Literary Review’s review for Red Princess

John Jolliffe,
March 2007

 

 

SOFKA DOLGOROUKY’S LIFE was polarised between two uniquely distant extremes. Her father’s family were the epitome of St Petersburg’s court grandees, though he himself was a charming playboy who dabbled in the theatre and was eventually remarried to a gypsy singer before dying at the age of forty-two. Her mother’s family, the Bobrinskis, were equally exalted, being descended from one of Catherine the Great’s many lovers, but her Bobrinski grandfather was an exceptionally cultivated archaeologist and collector, with a talent for versifying and for Edward Lear-like drawings. Her mother was determined to break away from a suffocating court life. She studied medicine and, having also learnt to fly at the Ecole Militaire d’Aviation at Chartres in 1913, acquired her own aeroplane. When war came, she was twice decorated as a nurse.

 

Sofka was an only child, and her incompatible parents separated after only five years of marriage. Her mother’s mother was a close friend of the Tsar’s mother, and little Sofka was given piggy-backs by the Tsar himself, and played many games of halma with the Tsarevich, who was too vulnerable, from haemophilia, to play any game in which he might be hurt.

 

Sofka ended her working life as a convinced communist, acting as a general manager to a Red travel company specialising in budget tours of great discomfort behind the Iron Curtain, before retiring to her first real home of her own, a small cottage on Bodmin Moor, accompanied by a retired athlete and trainer called Jack King (‘my devoted prole’).
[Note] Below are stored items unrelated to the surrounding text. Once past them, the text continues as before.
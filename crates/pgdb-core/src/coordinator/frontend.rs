//! Front-end state machine: shell command resolution, rank-spec parsing,
//! equivalence-class printing, and bounded batch history (spec.md §4.5, §6).

use std::collections::VecDeque;
use std::fmt;

use crate::interval::Interval;
use crate::mi::AggregatedRecord;
use crate::transport::overlay::JoinTracker;

#[derive(Debug, Clone, Copy, PartialEq, Eq)]
pub enum FrontendPhase {
    Init,
    Running,
    Shutdown,
}

#[derive(Debug, Clone, PartialEq, Eq)]
pub struct RankSpecError(pub String);

impl fmt::Display for RankSpecError {
    fn fmt(&self, f: &mut fmt::Formatter<'_>) -> fmt::Result {
        write!(f, "invalid rank spec: {}", self.0)
    }
}
impl std::error::Error for RankSpecError {}

/// Parses a `proc`/`block` spec: `all`, `-1` (also "all ranks"), or a
/// comma-separated list of integers and `a-b` ranges (spec.md §6).
pub fn parse_rank_spec(spec: &str, world_size: i64) -> Result<Interval, RankSpecError> {
    let spec = spec.trim();
    if spec == "all" || spec == "-1" {
        return Ok(Interval::range_closed(0, world_size.saturating_sub(1)));
    }
    let mut ranges: Vec<(i64, i64)> = Vec::new();
    for part in spec.split(',') {
        let part = part.trim();
        if part.is_empty() {
            return Err(RankSpecError(format!("empty entry in '{spec}'")));
        }
        if let Some((lo, hi)) = part.split_once('-') {
            let lo: i64 = lo.trim().parse().map_err(|_| RankSpecError(format!("bad range '{part}'")))?;
            let hi: i64 = hi.trim().parse().map_err(|_| RankSpecError(format!("bad range '{part}'")))?;
            if lo > hi {
                return Err(RankSpecError(format!("range '{part}' has lo > hi")));
            }
            ranges.push((lo, hi));
        } else {
            let v: i64 = part.parse().map_err(|_| RankSpecError(format!("bad rank '{part}'")))?;
            ranges.push((v, v));
        }
    }
    Ok(Interval::build(ranges, false))
}

/// The result of resolving one line of shell input: an optional rank-spec
/// narrowing (from a `proc <spec>` prefix) and the remaining command text.
pub fn split_proc_prefix(line: &str) -> (Option<&str>, &str) {
    let trimmed = line.trim_start();
    if let Some(rest) = trimmed.strip_prefix("proc ") {
        match rest.split_once(' ') {
            Some((spec, command)) => (Some(spec.trim()), command.trim()),
            None => (Some(rest.trim()), ""),
        }
    } else {
        (None, trimmed)
    }
}

/// One batch of aggregated records received from the transport loop,
/// retained so `expand [n]` can replay it.
#[derive(Debug, Clone)]
pub struct HistoryEntry {
    pub batch: Vec<AggregatedRecord>,
}

/// A bounded ring of received batches.
#[derive(Debug)]
pub struct History {
    entries: VecDeque<HistoryEntry>,
    capacity: usize,
}

impl History {
    pub fn new(capacity: usize) -> Self {
        History { entries: VecDeque::with_capacity(capacity.max(1)), capacity: capacity.max(1) }
    }

    pub fn push(&mut self, batch: Vec<AggregatedRecord>) -> usize {
        if self.entries.len() == self.capacity {
            self.entries.pop_front();
        }
        self.entries.push_back(HistoryEntry { batch });
        self.entries.len() - 1
    }

    pub fn get(&self, n: usize) -> Option<&HistoryEntry> {
        self.entries.get(n)
    }

    pub fn len(&self) -> usize {
        self.entries.len()
    }

    pub fn is_empty(&self) -> bool {
        self.entries.is_empty()
    }
}

/// One printable line: a record rendered from the equivalence class's
/// representative rank, tagged with the full interval of ranks that share it.
#[derive(Debug, Clone, PartialEq, Eq)]
pub struct PrintedLine {
    pub ranks: Interval,
    pub text: String,
}

fn render_record(rec: &crate::mi::record::Record) -> String {
    if let Some(text) = &rec.text {
        return text.clone();
    }
    let subtypes = rec.subtypes.join(",");
    let fields: Vec<String> =
        rec.fields.iter().map(|(k, v)| format!("{k}={}", render_value(v))).collect();
    format!("{:?}[{subtypes}] {}", rec.record_type, fields.join(" "))
}

fn render_value(v: &crate::mi::record::Value) -> String {
    match v {
        crate::mi::record::Value::Str(s) => s.clone(),
        crate::mi::record::Value::Tuple(t) => {
            format!("{{{}}}", t.iter().map(|(k, v)| format!("{k}={}", render_value(v))).collect::<Vec<_>>().join(","))
        }
        crate::mi::record::Value::List(l) => {
            format!("[{}]", l.iter().map(render_value).collect::<Vec<_>>().join(","))
        }
    }
}

/// Picks the largest equivalence class in a batch (by rank count) and
/// renders its representative, per spec.md §4.5 Running-phase handling of
/// an incoming batch.
pub fn largest_class(batch: &[AggregatedRecord]) -> Option<PrintedLine> {
    let winner = batch.iter().max_by_key(|r| r.ids().count())?;
    let vid = winner.ids().smallest()?;
    Some(PrintedLine { ranks: winner.ids().clone(), text: render_record(&winner.record_for(vid)) })
}

/// Renders every equivalence class in a batch, used by `expand [n]`.
pub fn expand_classes(batch: &[AggregatedRecord]) -> Vec<PrintedLine> {
    batch
        .iter()
        .filter_map(|r| {
            let vid = r.ids().smallest()?;
            Some(PrintedLine { ranks: r.ids().clone(), text: render_record(&r.record_for(vid)) })
        })
        .collect()
}

/// Front-end session state: the rank target a bare command defaults to, the
/// bounded batch history, and startup join tracking.
pub struct Frontend {
    pub phase: FrontendPhase,
    pub world_size: i64,
    pub default_target: Interval,
    /// Ranks temporarily excluded from bare (unprefixed) command dispatch
    /// by the shell's `block`/`unblock` verbs.
    pub blocked: Interval,
    pub history: History,
    pub join_tracker: JoinTracker,
}

impl Frontend {
    pub fn new(world_size: i64, history_length: usize) -> Self {
        Frontend {
            phase: FrontendPhase::Init,
            world_size,
            default_target: Interval::range_closed(0, world_size.saturating_sub(1)),
            blocked: Interval::empty(),
            history: History::new(history_length),
            join_tracker: JoinTracker::new(world_size.max(0) as usize),
        }
    }

    pub fn block(&mut self, ranks: &Interval) {
        self.blocked = self.blocked.union(ranks);
    }

    pub fn unblock(&mut self, ranks: &Interval) {
        self.blocked = self.blocked.difference(ranks);
    }

    /// Resolves one line of shell input into the target interval a command
    /// should be dispatched to and the remaining command text. A bare
    /// (unprefixed) command excludes blocked ranks; an explicit `proc`
    /// prefix overrides blocking entirely.
    pub fn resolve_target(&self, line: &str) -> Result<(Interval, &str), RankSpecError> {
        let (spec, rest) = split_proc_prefix(line);
        match spec {
            Some(spec) => Ok((parse_rank_spec(spec, self.world_size)?, rest)),
            None => Ok((self.default_target.difference(&self.blocked), rest)),
        }
    }

    /// Handles one incoming aggregated batch: prints the largest class and
    /// archives the whole batch in history. Returns the printed line, if
    /// the batch was non-empty.
    pub fn on_batch(&mut self, batch: Vec<AggregatedRecord>) -> Option<PrintedLine> {
        let printed = largest_class(&batch);
        self.history.push(batch);
        printed
    }
}

#[cfg(test)]
mod tests {
    use super::*;
    use crate::mi::record::{Record, RecordType, Value};

    fn stopped(rank: i64) -> AggregatedRecord {
        let record = Record {
            record_type: RecordType::AsyncExec,
            subtypes: vec!["stopped".into()],
            token: None,
            fields: vec![("reason".into(), Value::Str("breakpoint-hit".into()))],
            text: None,
        };
        AggregatedRecord::new(record, rank)
    }

    #[test]
    fn parse_rank_spec_handles_all_list_and_ranges() {
        assert_eq!(parse_rank_spec("all", 8).unwrap(), Interval::range_closed(0, 7));
        assert_eq!(parse_rank_spec("-1", 8).unwrap(), Interval::range_closed(0, 7));
        assert_eq!(parse_rank_spec("1,3,5-7", 8).unwrap(), Interval::build(vec![(1, 1), (3, 3), (5, 7)], false));
    }

    #[test]
    fn parse_rank_spec_rejects_inverted_ranges() {
        assert!(parse_rank_spec("5-1", 8).is_err());
    }

    #[test]
    fn split_proc_prefix_extracts_spec_and_remainder() {
        assert_eq!(split_proc_prefix("proc 1-4 continue"), (Some("1-4"), "continue"));
        assert_eq!(split_proc_prefix("continue"), (None, "continue"));
    }

    #[test]
    fn history_overwrites_oldest_entry_once_full() {
        let mut history = History::new(2);
        history.push(vec![stopped(0)]);
        history.push(vec![stopped(1)]);
        history.push(vec![stopped(2)]);
        assert_eq!(history.len(), 2);
        assert!(history.get(0).unwrap().batch[0].ids().contains(1));
    }

    #[test]
    fn on_batch_prints_the_larger_equivalence_class() {
        let mut fe = Frontend::new(4, 8);
        let mut small = stopped(0);
        small.merge(stopped(1)).unwrap();
        let big_single = stopped(2);
        let printed = fe.on_batch(vec![small, big_single]).unwrap();
        assert!(printed.ranks.contains(0) && printed.ranks.contains(1));
        assert_eq!(fe.history.len(), 1);
    }
}
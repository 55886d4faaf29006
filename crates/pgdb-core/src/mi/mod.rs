//! GDB/MI parsing and the aggregated-record representation built on top of
//! it.

pub mod aggregate;
pub mod parser;
pub mod record;

pub use aggregate::{AggregatedRecord, ShapeMismatch, Substitution};
pub use parser::{parse_line, parse_stream};
pub use record::{Record, RecordType, Value};
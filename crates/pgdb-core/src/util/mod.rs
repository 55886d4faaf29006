//! Shared ambient utilities: logging setup used by every binary crate.

use tracing::Level;
use tracing_subscriber::EnvFilter;

/// Initializes the global tracing subscriber at a level derived from
/// `-v`/`-q` counts, scoping directives to the given crate names so a
/// relay's `RUST_LOG` doesn't also light up unrelated dependencies.
pub fn init_logging(verbose: u8, quiet: bool, crates: &[&str]) {
    let level = if quiet {
        Level::ERROR
    } else {
        match verbose {
            0 => Level::INFO,
            1 => Level::DEBUG,
            _ => Level::TRACE,
        }
    };

    let mut filter = EnvFilter::from_default_env();
    for name in crates {
        filter = filter.add_directive(format!("{name}={level}").parse().expect("valid directive"));
    }

    tracing_subscriber::fmt().with_env_filter(filter).with_target(false).init();
}
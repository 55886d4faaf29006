//! pgdb-relay — an internal overlay tree node: accepts its children's
//! connections, aggregates their `out` batches under a barrier, and passes
//! every other message kind through unmodified (spec.md §4.4).

use tikv_jemallocator::Jemalloc;
#[global_allocator]
static GLOBAL: Jemalloc = Jemalloc;

fn release_memory_to_os() {
    // SAFETY: calling jemalloc's mallctl with valid, null-output arguments
    // to purge all arenas; this never touches live allocations.
    unsafe {
        tikv_jemalloc_sys::mallctl(c"arena.4096.purge".as_ptr().cast(), std::ptr::null_mut(), std::ptr::null_mut(), std::ptr::null_mut(), 0);
    }
}

use std::collections::HashMap;
use std::path::PathBuf;
use std::sync::Arc;
use std::sync::atomic::{AtomicBool, Ordering};
use std::time::Duration;

use clap::Parser;
use tokio::net::TcpListener;
use tokio::net::tcp::OwnedWriteHalf;
use tokio::sync::mpsc;
use tracing::{error, info, warn};

use pgdb_core::config::CoreConfig;
use pgdb_core::transport::framing::{read_frame, write_frame};
use pgdb_core::transport::message::Message;
use pgdb_core::transport::overlay::AggregationBarrier;
use pgdb_core::transport::topology::{NodeId, Topology};
use pgdb_core::transport::{FrameConfig, MultiSourceReassembler, Reassembler};
use pgdb_core::util::init_logging;

/// Internal overlay tree node: aggregates children's output toward the root.
#[derive(Parser)]
#[command(name = "pgdb-relay", about = "Overlay relay node for the pgdb parallel debugger", version)]
struct Args {
    /// This node's id as it appears in the topology descriptor (`host:idx`).
    #[arg(long)]
    node_id: String,

    /// Text topology descriptor, as built by the front-end.
    #[arg(long)]
    topology_file: PathBuf,

    /// Address this relay listens on for its children.
    #[arg(long, default_value = "0.0.0.0:4040")]
    listen_addr: String,

    /// Address of this relay's parent (another relay, or the front-end).
    #[arg(long)]
    parent_addr: String,

    #[command(flatten)]
    core: CoreConfig,

    #[arg(short, long, action = clap::ArgAction::Count)]
    verbose: u8,
    #[arg(short, long)]
    quiet: bool,
}

fn main() {
    let args = Args::parse();
    init_logging(args.verbose, args.quiet, &["pgdb_relay", "pgdb_core"]);

    let exit_code = tokio::runtime::Builder::new_multi_thread()
        .enable_all()
        .build()
        .expect("failed to build tokio runtime")
        .block_on(async_main(args));
    std::process::exit(exit_code);
}

async fn async_main(args: Args) -> i32 {
    let text = match std::fs::read_to_string(&args.topology_file) {
        Ok(t) => t,
        Err(e) => {
            error!("failed to read topology file {:?}: {e}", args.topology_file);
            return 1;
        }
    };
    let topology = match Topology::parse(&text) {
        Ok(t) => t,
        Err(e) => {
            error!("invalid topology descriptor: {e}");
            return 1;
        }
    };
    let self_id = match args.node_id.split_once(':') {
        Some((host, idx)) => NodeId::new(host, idx.parse().unwrap_or(0)),
        None => NodeId::new(&args.node_id, 0),
    };
    let children = topology.children_of(&self_id).to_vec();
    if children.is_empty() {
        warn!("relay {self_id} has no declared children in the topology");
    }

    let listener = match TcpListener::bind(&args.listen_addr).await {
        Ok(l) => l,
        Err(e) => {
            error!("failed to bind {}: {e}", args.listen_addr);
            return 1;
        }
    };

    let mut child_writers: HashMap<NodeId, OwnedWriteHalf> = HashMap::new();
    let (child_tx, mut child_rx) = mpsc::channel::<(NodeId, Vec<u8>)>(256);
    for expected in &children {
        match listener.accept().await {
            Ok((stream, peer)) => {
                info!(%expected, %peer, "child connected");
                let (read_half, write_half) = stream.into_split();
                child_writers.insert(expected.clone(), write_half);
                spawn_reader(expected.clone(), read_half, child_tx.clone());
            }
            Err(e) => {
                error!("accept failed waiting for {expected}: {e}");
                return 1;
            }
        }
    }

    let parent_stream = match tokio::net::TcpStream::connect(&args.parent_addr).await {
        Ok(s) => s,
        Err(e) => {
            error!("failed to connect to parent {}: {e}", args.parent_addr);
            return 1;
        }
    };
    let (parent_read, mut parent_write) = parent_stream.into_split();
    let (parent_tx, mut parent_rx) = mpsc::channel::<Vec<u8>>(256);
    spawn_parent_reader(parent_read, parent_tx);

    let running = Arc::new(AtomicBool::new(true));
    let running_ctrlc = running.clone();
    if let Err(e) = ctrlc::set_handler(move || running_ctrlc.store(false, Ordering::SeqCst)) {
        warn!("failed to install Ctrl-C handler: {e}");
    }

    let frame_cfg = args.core.frame_config();
    let mut from_children = MultiSourceReassembler::new();
    let mut from_parent = Reassembler::new();
    let mut barrier = AggregationBarrier::new();
    let mut barrier_timer = tokio::time::interval(Duration::from_millis(args.core.relay_barrier_timeout_ms));

    while running.load(Ordering::SeqCst) {
        tokio::select! {
            Some((source, bytes)) = child_rx.recv() => {
                match from_children.feed(&source.to_string(), bytes) {
                    Ok(Some(Message::Out { batch })) => {
                        barrier.record(source, batch);
                        if barrier.complete(&children) {
                            let merged = barrier.flush();
                            if !merged.is_empty() {
                                let _ = send(&mut parent_write, &Message::Out { batch: merged }, &frame_cfg).await;
                            }
                        }
                    }
                    Ok(Some(other)) => {
                        let _ = send(&mut parent_write, &other, &frame_cfg).await;
                    }
                    Ok(None) => {}
                    Err(e) => warn!(%source, "frame reassembly error from child: {e}"),
                }
            }
            Some(bytes) = parent_rx.recv() => {
                match from_parent.feed(bytes) {
                    Ok(Some(Message::Die)) => {
                        broadcast_down(&mut child_writers, &Message::Die, &frame_cfg).await;
                        running.store(false, Ordering::SeqCst);
                    }
                    Ok(Some(Message::Quit)) => {
                        broadcast_down(&mut child_writers, &Message::Quit, &frame_cfg).await;
                        running.store(false, Ordering::SeqCst);
                    }
                    Ok(Some(msg)) => broadcast_down(&mut child_writers, &msg, &frame_cfg).await,
                    Ok(None) => {}
                    Err(e) => warn!("frame reassembly error from parent: {e}"),
                }
            }
            _ = barrier_timer.tick() => {
                if barrier.pending_children() > 0 {
                    let merged = barrier.flush();
                    if !merged.is_empty() {
                        let _ = send(&mut parent_write, &Message::Out { batch: merged }, &frame_cfg).await;
                    }
                }
            }
            else => break,
        }
    }

    release_memory_to_os();
    0
}

fn spawn_reader(source: NodeId, mut read_half: tokio::net::tcp::OwnedReadHalf, tx: mpsc::Sender<(NodeId, Vec<u8>)>) {
    tokio::spawn(async move {
        loop {
            match read_frame(&mut read_half).await {
                Ok(bytes) => {
                    if tx.send((source.clone(), bytes)).await.is_err() {
                        break;
                    }
                }
                Err(e) => {
                    warn!(%source, "child connection closed: {e}");
                    break;
                }
            }
        }
    });
}

fn spawn_parent_reader(mut read_half: tokio::net::tcp::OwnedReadHalf, tx: mpsc::Sender<Vec<u8>>) {
    tokio::spawn(async move {
        loop {
            match read_frame(&mut read_half).await {
                Ok(bytes) => {
                    if tx.send(bytes).await.is_err() {
                        break;
                    }
                }
                Err(e) => {
                    warn!("parent connection closed: {e}");
                    break;
                }
            }
        }
    });
}

async fn send(w: &mut OwnedWriteHalf, msg: &Message, cfg: &FrameConfig) -> std::io::Result<()> {
    for (tag, bytes) in pgdb_core::transport::framing::encode_message(msg, cfg)? {
        write_frame(w, tag, &bytes).await?;
    }
    Ok(())
}

async fn broadcast_down(writers: &mut HashMap<NodeId, OwnedWriteHalf>, msg: &Message, cfg: &FrameConfig) {
    for (node, w) in writers.iter_mut() {
        if let Err(e) = send(w, msg, cfg).await {
            warn!(%node, "send to child failed: {e}");
        }
    }
}
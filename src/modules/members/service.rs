use std::collections::HashMap;

use anyhow::anyhow;
use chrono::Utc;
use serde_json::{Value, json};
use tracing::{info, instrument};
use uuid::Uuid;

use gubae_core::AppError;
use gubae_db::{Document, DocumentStore, Filter};
use gubae_models::{
    CreateMemberDto, Group, Member, MemberFilterParams, MemberWithGroup, TransferMembersResponse,
    UpdateMemberDto,
};

use crate::utils::records::{decode, decode_all, encode, insert_unique_email, update_unique_email};

pub const MEMBER_NOT_FOUND: &str = "Member not found";
pub const NO_MEMBER_IDS: &str = "No member IDs provided.";
pub const NO_MEMBERS_MATCHED: &str = "No members found for the provided IDs.";

pub struct MemberService;

impl MemberService {
    #[instrument(skip(store))]
    pub async fn create_member(
        store: &dyn DocumentStore,
        dto: CreateMemberDto,
    ) -> Result<Member, AppError> {
        let mut document = encode(&dto)?;
        document.insert("isCompleted".to_string(), Value::Bool(false));
        document.insert("joinedAt".to_string(), json!(Utc::now()));

        decode(insert_unique_email(store, Member::COLLECTION, document).await?)
    }

    /// Active and alumni members alike, each with its group embedded.
    #[instrument(skip(store))]
    pub async fn get_members(
        store: &dyn DocumentStore,
        filters: MemberFilterParams,
    ) -> Result<Vec<MemberWithGroup>, AppError> {
        let filter = Filter::new()
            .contains("fullname", filters.fullname.as_deref())
            .contains("email", filters.email.as_deref())
            .contains("phone", filters.phone.as_deref());

        let members = decode_all(store.find(Member::COLLECTION, &filter).await?)?;
        Self::with_groups(store, members).await
    }

    #[instrument(skip(store))]
    pub async fn get_alumni(store: &dyn DocumentStore) -> Result<Vec<MemberWithGroup>, AppError> {
        let members = decode_all(
            store
                .find(Member::COLLECTION, &Filter::new().eq("isCompleted", true))
                .await?,
        )?;

        Self::with_groups(store, members).await
    }

    #[instrument(skip(store))]
    pub async fn get_member(
        store: &dyn DocumentStore,
        id: Uuid,
    ) -> Result<MemberWithGroup, AppError> {
        let member = Self::find_member(store, id).await?;
        Self::with_group(store, member).await
    }

    #[instrument(skip(store))]
    pub async fn update_member(
        store: &dyn DocumentStore,
        id: Uuid,
        dto: UpdateMemberDto,
    ) -> Result<MemberWithGroup, AppError> {
        let document = update_unique_email(store, Member::COLLECTION, id, encode(&dto)?)
            .await?
            .ok_or_else(|| AppError::not_found(anyhow!(MEMBER_NOT_FOUND)))?;

        Self::with_group(store, decode(document)?).await
    }

    #[instrument(skip(store))]
    pub async fn delete_member(store: &dyn DocumentStore, id: Uuid) -> Result<(), AppError> {
        if !store.delete_by_id(Member::COLLECTION, id).await? {
            return Err(AppError::not_found(anyhow!(MEMBER_NOT_FOUND)));
        }

        Ok(())
    }

    /// Marks every listed member as completed.
    ///
    /// The reported count is the number of members that changed, so members
    /// that were already alumni do not count. Fails with 404 when nothing
    /// changed.
    #[instrument(skip(store))]
    pub async fn transfer_to_alumni(
        store: &dyn DocumentStore,
        member_ids: Vec<Uuid>,
    ) -> Result<TransferMembersResponse, AppError> {
        if member_ids.is_empty() {
            return Err(AppError::bad_request(anyhow!(NO_MEMBER_IDS)));
        }

        let mut ids = member_ids;
        ids.sort_unstable();
        ids.dedup();

        let mut changes = Document::new();
        changes.insert("isCompleted".to_string(), Value::Bool(true));

        let transferred = store.update_many(Member::COLLECTION, &ids, changes).await?;
        if transferred == 0 {
            return Err(AppError::not_found(anyhow!(NO_MEMBERS_MATCHED)));
        }

        info!(transferred, requested = ids.len(), "Members transferred to alumni");

        Ok(TransferMembersResponse {
            message: format!("{} member(s) transferred to alumni successfully.", transferred),
            transferred,
        })
    }

    async fn find_member(store: &dyn DocumentStore, id: Uuid) -> Result<Member, AppError> {
        let document = store
            .find_by_id(Member::COLLECTION, id)
            .await?
            .ok_or_else(|| AppError::not_found(anyhow!(MEMBER_NOT_FOUND)))?;

        decode(document)
    }

    async fn with_group(
        store: &dyn DocumentStore,
        member: Member,
    ) -> Result<MemberWithGroup, AppError> {
        let group_info = match store.find_by_id(Group::COLLECTION, member.group).await? {
            Some(document) => Some(decode(document)?),
            None => None,
        };

        Ok(MemberWithGroup { member, group_info })
    }

    async fn with_groups(
        store: &dyn DocumentStore,
        members: Vec<Member>,
    ) -> Result<Vec<MemberWithGroup>, AppError> {
        if members.is_empty() {
            return Ok(Vec::new());
        }

        let groups: HashMap<Uuid, Group> =
            decode_all::<Group>(store.find(Group::COLLECTION, &Filter::new()).await?)?
                .into_iter()
                .map(|group| (group.id, group))
                .collect();

        Ok(members
            .into_iter()
            .map(|member| MemberWithGroup {
                group_info: groups.get(&member.group).cloned(),
                member,
            })
            .collect())
    }
}
//! Token claims.

use serde::{Deserialize, Serialize};
use utoipa::ToSchema;

/// Claims embedded in an access token.
///
/// The identifier of the authenticated principal is the administrator's
/// email address, stored in the standard `sub` claim.
#[derive(Debug, Clone, PartialEq, Eq, Serialize, Deserialize, ToSchema)]
pub struct Claims {
    /// Authenticated identifier (administrator email)
    pub sub: String,
    /// Issued-at timestamp (Unix seconds)
    pub iat: i64,
    /// Expiration timestamp (Unix seconds)
    pub exp: i64,
}

impl Claims {
    pub fn identifier(&self) -> &str {
        &self.sub
    }
}
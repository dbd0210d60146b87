//! Study groups.
//!
//! Deleting a group leaves its members in place; their `groupInfo` reads
//! back as null.

pub mod controller;
pub mod router;
pub mod service;
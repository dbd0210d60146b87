//! Field validators shared across records.

use validator::ValidationError;

/// Phone numbers are exactly ten ASCII digits.
pub fn validate_phone(phone: &str) -> Result<(), ValidationError> {
    if phone.len() == 10 && phone.bytes().all(|b| b.is_ascii_digit()) {
        Ok(())
    } else {
        let mut error = ValidationError::new("phone");
        error.message = Some("Phone number must be exactly 10 digits".into());
        Err(error)
    }
}

#[cfg(test)]
mod tests {
    use super::*;

    #[test]
    fn test_validate_phone() {
        assert!(validate_phone("0911223344").is_ok());
        assert!(validate_phone("091122334").is_err());
        assert!(validate_phone("09112233445").is_err());
        assert!(validate_phone("09112233a4").is_err());
        assert!(validate_phone("+251911223").is_err());
        assert!(validate_phone("").is_err());
    }
}
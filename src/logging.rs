use std::fs;
use std::time::Instant;

use axum::{
    extract::{MatchedPath, Request},
    middleware::Next,
    response::Response,
};
use tracing::{error, info, warn};
use tracing_appender::rolling::{RollingFileAppender, Rotation};
use tracing_subscriber::{EnvFilter, Layer, fmt, layer::SubscriberExt, util::SubscriberInitExt};

const DEFAULT_LOG_DIR: &str = "storage/logs";

/// Logs each routed request with a generated request id, its route template
/// and the response status. 4xx is logged at warn, 5xx at error.
///
/// Install it with `route_layer` so [`MatchedPath`] is already set; requests
/// that match no route fall back to the raw URI path.
pub async fn logging_middleware(req: Request, next: Next) -> Response {
    let start = Instant::now();
    let method = req.method().clone();
    let matched_path = req
        .extensions()
        .get::<MatchedPath>()
        .map(|p| p.as_str().to_string())
        .unwrap_or_else(|| req.uri().path().to_string());

    let request_id = uuid::Uuid::new_v4().to_string();

    info!(
        request_id = %request_id,
        method = %method,
        path = %matched_path,
        "Incoming request"
    );

    let response = next.run(req).await;
    let latency_ms = start.elapsed().as_millis() as u64;
    let status = response.status().as_u16();

    match status {
        400..=499 => warn!(
            request_id = %request_id,
            method = %method,
            path = %matched_path,
            status,
            latency_ms,
            "Client error"
        ),
        500..=599 => error!(
            request_id = %request_id,
            method = %method,
            path = %matched_path,
            status,
            latency_ms,
            "Server error"
        ),
        _ => info!(
            request_id = %request_id,
            method = %method,
            path = %matched_path,
            status,
            latency_ms,
            "Request completed"
        ),
    }

    response
}

fn console_filter() -> EnvFilter {
    EnvFilter::try_from_default_env().unwrap_or_else(|_| {
        EnvFilter::new(format!(
            "{}=info,gubae_db=info,tower_http=warn,axum::rejection=trace",
            env!("CARGO_CRATE_NAME")
        ))
    })
}

/// Installs the global subscriber: compact console output plus daily-rotated
/// error and JSON log files under `LOG_DIR` (default `storage/logs`).
///
/// When the log directory cannot be created the server keeps running with
/// console logging only.
pub fn init_tracing() {
    let console_layer = fmt::layer()
        .with_target(false)
        .with_file(true)
        .with_line_number(true)
        .compact()
        .with_filter(console_filter());

    let log_dir = std::env::var("LOG_DIR").unwrap_or_else(|_| DEFAULT_LOG_DIR.to_string());
    if let Err(e) = fs::create_dir_all(&log_dir) {
        tracing_subscriber::registry().with(console_layer).init();
        warn!(log_dir = %log_dir, error = %e, "Log directory unavailable; file logging disabled");
        return;
    }

    let file_layer = fmt::layer()
        .with_writer(RollingFileAppender::new(Rotation::DAILY, &log_dir, "gubae.log"))
        .with_target(false)
        .with_file(true)
        .with_line_number(true)
        .with_ansi(false)
        .with_filter(EnvFilter::new("error"));

    // Structured copy for log shippers
    let json_layer = fmt::layer()
        .json()
        .with_writer(RollingFileAppender::new(Rotation::DAILY, &log_dir, "gubae.json"))
        .with_current_span(true)
        .with_span_list(true)
        .with_filter(EnvFilter::new("info"));

    tracing_subscriber::registry()
        .with(console_layer)
        .with(file_layer)
        .with(json_layer)
        .init();
}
But a lot had happened in between. In 1917 she was one of a large party which fled from the Crimea with the Dowager Empress, who was a sister of Queen Alexandra, on board HMS Marlborough, and on reaching England Sofka was much befriended by the eccentric animal-loving Duchess of Hamilton, and spent many holidays with the family, leading a chaotic teenage life between Scotland, Wiltshire and Rome, where her grandmother had temporarily settled. But in 1931 she married Leo Zinovieff, from another ci-devant grand family, who were appalled by what at first was her very reasonable flirtation with socialist ideas. Later, as her brother-in-law commented, ‘Becoming a communist when you are a refugee is like a Jew from Germany becoming a Nazi. There is no difference.’

 

The couple had two sons, and it is hard to say whether Sofka was a worse wife or mother. Incurably promiscuous, she worked during the war with the Old Vic company (where she became for a time Laurence Olivier’s secretary, and remained a friend of his first wife), and admitted that ‘one was apt to find oneself in many beds with unexpected companions’. Her callous treatment of her eldest son undoubtedly had an unsteadying effect, though her second son Ian in due course became a bank manager with a successful marriage. Having remarried and produced a third son, she bundled him off at the age of nine weeks to be cared for by her milkman’s mother-in-law, before eventually sending him to Harrow, where he was miserable. Meanwhile she and her second husband, discovering that the lease of their cottage was up, moved off with a troupe of Cossack riders and ‘managed’ their appearances and stabling, from Maidenhead to Caithness.

 

On the other hand, in 1940 she slipped over to France to take funds to her destitute and far from grateful mother, and when the Germans arrived she was interned as a British subject first in a camp at Besanfon, then in a grimmer one at Vittel, where the conditions were appalling, and where quarrels and deceit alternated with camaraderie and humour. Through her friends in the British Foreign Office she was able to help a number of Polish Jews to be released, though this only became known many years later. This episode shows that she was capable of enormous courage and determination, though these qualities were more usually put to use for totally selfish and wildly misjudged purposes.

 

Then came a squalid postwar life in London, when she actually joined the Communist Party and was . proudly displayed as ‘Comrade Sofka, the People’s Princess’. She somehow believed she was ‘on the side of the angels, though without believing in angels’, and her travel company was infiltrated by (mostly futile) Soviet intelligence. Naturally, she combined this with persistent neglect of her children as they grew older, her second husband having been killed in the RAF, and her first in an accident in 1948.

 

The author is the daughter of Sofka’s eldest son, and in spite of this hazardous background she has made a successful career. Her well-written book is partly biography, partly family background, and partly a spirited travelogue in search of those who had known or known of her grandmother, and of the various places where the family had lived. It is written with a definite affection for her subject, who, in small doses, was obviously capable of enormous charm, before indifference and abandonment followed, usually rather quickly, often to be followed in turn by a new infatuation. There are many unattractive episodes in her book, bu’t also a few to respect and even admire, and certainly never a dull page.